Why All Parents Need To Have The ‘Porn Talk’ With Their Kids

Parenting is hard. Very hard. It is full of stress and anxiety. Of tough love moments and worry-filled nights. It is exhausting. From two months to twenty years, raising kids is tough, and it is full of difficult conversations. From discussions about racism and bullying to sexting, drugs and alcohol, consent, spirituality, romance, and divorce, parents must share numerous life lessons with their children before they leave the proverbial nest. But one conversation many parents do not think to have with their children — even though we all really need to — is about pornography.

Yes, you need to have the “porn talk” with your kids.

Of course, parents may not think having a separate, porn conversation is necessary. After all, parents know they need to discuss the matter of sex with their kids — and porn is (more or less) part of this discussion. But talking about porn, in and of itself, is important.
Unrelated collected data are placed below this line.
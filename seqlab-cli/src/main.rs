//! SeqLab CLI — sequence-outcome analysis from the terminal.
//!
//! Commands:
//! - `analyze` — run one scenario from flags, or one/two from a TOML config
//! - `options` — list the distinct filter values a dataset offers
//! - `validate` — check a CSV against its instrument layout

mod report;

use anyhow::{bail, Context, Result};
use clap::{Parser, Subcommand};
use serde::Serialize;
use std::path::{Path, PathBuf};

use seqlab_core::config::{AnalysisConfig, ScenarioSpec};
use seqlab_core::data::{
    demo_dataset, load_dataset, Dataset, FilterOptions, Instrument, ALL_SENTINEL,
};
use seqlab_core::query::{compare, run_scenario, Comparison, ScenarioReport};

#[derive(Parser)]
#[command(name = "seqlab", about = "SeqLab CLI — sequence outcome analyzer")]
struct Cli {
    #[command(subcommand)]
    command: Commands,
}

#[derive(Subcommand)]
enum Commands {
    /// Run one scenario from flags, or one/two scenarios from a TOML config.
    Analyze {
        /// Path to a TOML analysis config (mutually exclusive with the
        /// inline scenario flags).
        #[arg(long)]
        config: Option<PathBuf>,

        /// Dataset CSV path.
        #[arg(long)]
        data: Option<PathBuf>,

        /// Instrument code: CL or ES.
        #[arg(long)]
        instrument: Option<String>,

        /// Required start point label, e.g. "OpenHigh (Green)".
        #[arg(long)]
        start_point: Option<String>,

        /// Required position/session label, e.g. "High/Asia".
        #[arg(long)]
        position: Option<String>,

        /// Optional weekday filter ("All" or omit for no constraint).
        #[arg(long)]
        day: Option<String>,

        /// Optional ADR model filter.
        #[arg(long)]
        adr: Option<String>,

        /// Optional ODR model filter.
        #[arg(long)]
        odr: Option<String>,

        /// Use the deterministic synthetic demo dataset instead of a CSV.
        #[arg(long, default_value_t = false)]
        synthetic: bool,

        /// Emit the result bundle as JSON instead of text.
        #[arg(long, default_value_t = false)]
        json: bool,
    },
    /// List the distinct filter option values a dataset offers.
    Options {
        /// Dataset CSV path.
        #[arg(long)]
        data: Option<PathBuf>,

        /// Instrument code: CL or ES.
        #[arg(long)]
        instrument: String,

        /// Use the synthetic demo dataset instead of a CSV.
        #[arg(long, default_value_t = false)]
        synthetic: bool,
    },
    /// Check a CSV against its instrument layout and report provenance.
    Validate {
        /// Dataset CSV path.
        #[arg(long)]
        data: PathBuf,

        /// Instrument code: CL or ES.
        #[arg(long)]
        instrument: String,
    },
}

/// JSON output bundle for `analyze --json`.
#[derive(Serialize)]
struct AnalysisOutput {
    instrument: Instrument,
    fingerprint: String,
    scenario1: Option<ScenarioReport>,
    scenario2: Option<ScenarioReport>,
    comparison: Option<Comparison>,
}

fn main() -> Result<()> {
    let cli = Cli::parse();

    match cli.command {
        Commands::Analyze {
            config,
            data,
            instrument,
            start_point,
            position,
            day,
            adr,
            odr,
            synthetic,
            json,
        } => run_analyze(
            config, data, instrument, start_point, position, day, adr, odr, synthetic, json,
        ),
        Commands::Options {
            data,
            instrument,
            synthetic,
        } => run_options(data, &instrument, synthetic),
        Commands::Validate { data, instrument } => run_validate(&data, &instrument),
    }
}

fn parse_instrument(code: &str) -> Result<Instrument> {
    Instrument::parse(code)
        .with_context(|| format!("unknown instrument '{code}' (expected one of: CL, ES)"))
}

fn resolve_dataset(
    data: Option<&Path>,
    instrument: Instrument,
    synthetic: bool,
) -> Result<Dataset> {
    match data {
        Some(path) => {
            if synthetic {
                bail!("--data and --synthetic are mutually exclusive");
            }
            Ok(load_dataset(path, instrument)?)
        }
        None => {
            if !synthetic {
                bail!("one of --data or --synthetic is required");
            }
            eprintln!("WARNING: using synthetic demo data for {instrument}");
            Ok(demo_dataset(instrument, 1_000))
        }
    }
}

#[allow(clippy::too_many_arguments)]
fn run_analyze(
    config_path: Option<PathBuf>,
    data: Option<PathBuf>,
    instrument: Option<String>,
    start_point: Option<String>,
    position: Option<String>,
    day: Option<String>,
    adr: Option<String>,
    odr: Option<String>,
    synthetic: bool,
    json: bool,
) -> Result<()> {
    let inline_flags = start_point.is_some() || position.is_some();
    if config_path.is_some() && inline_flags {
        bail!("--config and inline scenario flags are mutually exclusive");
    }

    let (instrument, dataset, spec1, spec2) = if let Some(path) = config_path {
        let config = AnalysisConfig::from_file(&path)?;
        let instrument = config.data.instrument()?;
        let data_path = data.unwrap_or(config.data.path.clone());
        let dataset = resolve_dataset(Some(data_path.as_path()), instrument, synthetic)?;
        (instrument, dataset, config.scenario1, config.scenario2)
    } else {
        let code = instrument
            .as_deref()
            .context("--instrument is required without --config")?;
        let instrument = parse_instrument(code)?;
        let spec = ScenarioSpec {
            start_point: start_point.context("--start-point is required without --config")?,
            position_type: position.context("--position is required without --config")?,
            day,
            adr_model: adr,
            odr_model: odr,
        };
        let dataset = resolve_dataset(data.as_deref(), instrument, synthetic)?;
        (instrument, dataset, spec, None)
    };

    let criteria1 = spec1.to_criteria()?;
    let report1 = run_scenario(&dataset, &criteria1);

    let (criteria2, report2) = match &spec2 {
        Some(spec) => {
            let criteria = spec.to_criteria()?;
            let report = run_scenario(&dataset, &criteria);
            (Some(criteria), report)
        }
        None => (None, None),
    };

    let comparison = if spec2.is_some() {
        compare(
            report1.as_ref().map(|r| r.total_count).unwrap_or(0),
            report2.as_ref().map(|r| r.total_count).unwrap_or(0),
        )
    } else {
        None
    };

    if json {
        let output = AnalysisOutput {
            instrument,
            fingerprint: dataset.fingerprint().to_string(),
            scenario1: report1,
            scenario2: report2,
            comparison,
        };
        println!("{}", serde_json::to_string_pretty(&output)?);
        return Ok(());
    }

    print_header(&dataset);
    print!("{}", report::scenario_block("Scenario 1", &criteria1, report1.as_ref()));
    if let Some(criteria2) = &criteria2 {
        println!();
        print!("{}", report::scenario_block("Scenario 2", criteria2, report2.as_ref()));
        println!();
        print!("{}", report::comparison_block(comparison.as_ref()));
    }

    Ok(())
}

fn run_options(data: Option<PathBuf>, instrument: &str, synthetic: bool) -> Result<()> {
    let instrument = parse_instrument(instrument)?;
    let dataset = resolve_dataset(data.as_deref(), instrument, synthetic)?;
    let options = FilterOptions::from_dataset(&dataset);

    print_header(&dataset);
    print_list("Start points", &options.start_points, false);
    print_list("Position types", &options.position_types, false);
    let weekdays: Vec<String> = options.weekdays.iter().map(|d| d.to_string()).collect();
    print_list("Days", &weekdays, true);
    print_list("ADR models", &options.adr_models, true);
    print_list("ODR models", &options.odr_models, true);
    print_list("RDR models", &options.rdr_models, false);

    Ok(())
}

fn run_validate(data: &Path, instrument: &str) -> Result<()> {
    let instrument = parse_instrument(instrument)?;
    let layout = instrument.layout();

    let dataset = load_dataset(data, instrument)
        .with_context(|| format!("'{}' does not match the {} layout", data.display(), instrument))?;

    println!("File:         {}", data.display());
    println!(
        "Layout:       {} ({} columns, {} banner line(s))",
        layout.name,
        layout.column_count(),
        layout.banner_rows
    );
    println!("Rows loaded:  {}", dataset.len());
    println!("Rows skipped: {}", dataset.skipped_rows());
    println!("Fingerprint:  {}", dataset.fingerprint());

    Ok(())
}

fn print_header(dataset: &Dataset) {
    println!(
        "Dataset: {} ({}) — {} rows, {} skipped",
        dataset.instrument(),
        dataset.instrument().display_name(),
        dataset.len(),
        dataset.skipped_rows()
    );
    println!();
}

fn print_list(label: &str, values: &[String], with_all: bool) {
    println!("{label}:");
    if with_all {
        println!("  {ALL_SENTINEL}");
    }
    for value in values {
        println!("  {value}");
    }
    println!();
}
“It is essential you have the ‘porn talk’ with your kids because their sexual health and safety should always come first, regardless of your view or comfort toward porn,” Dainis Graveris — a certified sex educator and relationship expert — tells Scary Mommy. “It’s very easy for kids these days to stumble upon or intentionally access sexually explicit videos and images on the internet, and when they are faced with confusing or potentially dangerous content, you want to assure them that you are someone whom they can trust.” You also want them to know what porn is, and what it isn’t.

“When you talk to your kid, you must highlight that ‘porn sex’ isn’t real,” Graveris explains. “The scenes the actors depicted come from exaggerated, entertainment-driven fantasies that don’t reflect real-world people and their real-life experiences, and the majority of adult entertainment companies create content that sells and makes them a whole lot of money. They don’t care if they are within most people’s safe practices and sexual realities.” And Jackie Golob — a sex and relationship counselor — agrees.

“It is important that children know porn is not the equivalent of sex,” Golob states in an email to Scary Mommy. “For years, porn has depicted unreal sexual performances, mainly aimed towards masculine pleasure… [and while] there are several types of porn that aim to be more inclusive of all genders, body types, sexes, disability, and ages, even with the progressiveness in porn, it is not ‘real.’”

There is also the issue of consent.

“Sex requires consent, which is not always shown in porn. In fact, it is a major part of sexuality and healthy relationships,” Dr. Mary Jo Podgurski — a sex therapist, educator, and the author of Sex Ed is in Session — tells Scary Mommy. But the absence of consent in porn is problematic, especially if children perceive pornographic encounters as real.

That said, having the “porn talk” with your child is not easy. Like the sex talk, it is awkward and clunky and all-around uncomfortable. But discomfort shouldn’t (and does not) negate the importance of the conversation. Instead, you should address the elephant in the room.

“Saying ‘this is a difficult topic for me (if that is the case) but I love you so much that I want to talk about everything with you’ and/or ‘I know you are old enough to talk about this’ is a great way to start the conversation,” Podgurski says. You can also begin with open-ended questions. “’You may be curious about porn. Have you heard about it at all? It’s OK to share. I won’t be angry or think less of you.’”

Once you’ve initiated the conversation, it is important you follow through.

“Stress porn is not real life. Real people do not just do sexual things. They talk about life; they develop relationships, and they interact. People in porn are actors and actresses. Most bodies do not look like theirs,” Podgurski says. State clearly that porn is not a form of (or substitute for) sex education. The purpose of porn is to be engaging and entertaining. It is a business, through and through. As such, it lacks the intricacies essential to healthy relationships and even healthy sex. “True sexual education includes discussing various matters, including communication, consent, sexual health, identity, emotional and physical growth, pleasure, empathy, and worthiness.” And speaking of consent, it is imperative you talk about consent. 

“In porn, consent is often missing, but having consent is the most important aspect of any sexual contact,” Podgurski stresses. “Explain cajoling, assuming consent, and manipulating are not part of healthy sexual expression.” 

And finally, realize this conversation is not one and done. Questions should be encouraged. Ongoing discourse is (or, at the very least, should be) expected. But the sooner you begin talking to your children about sex and porn, the better, the safer, and the healthier they will be.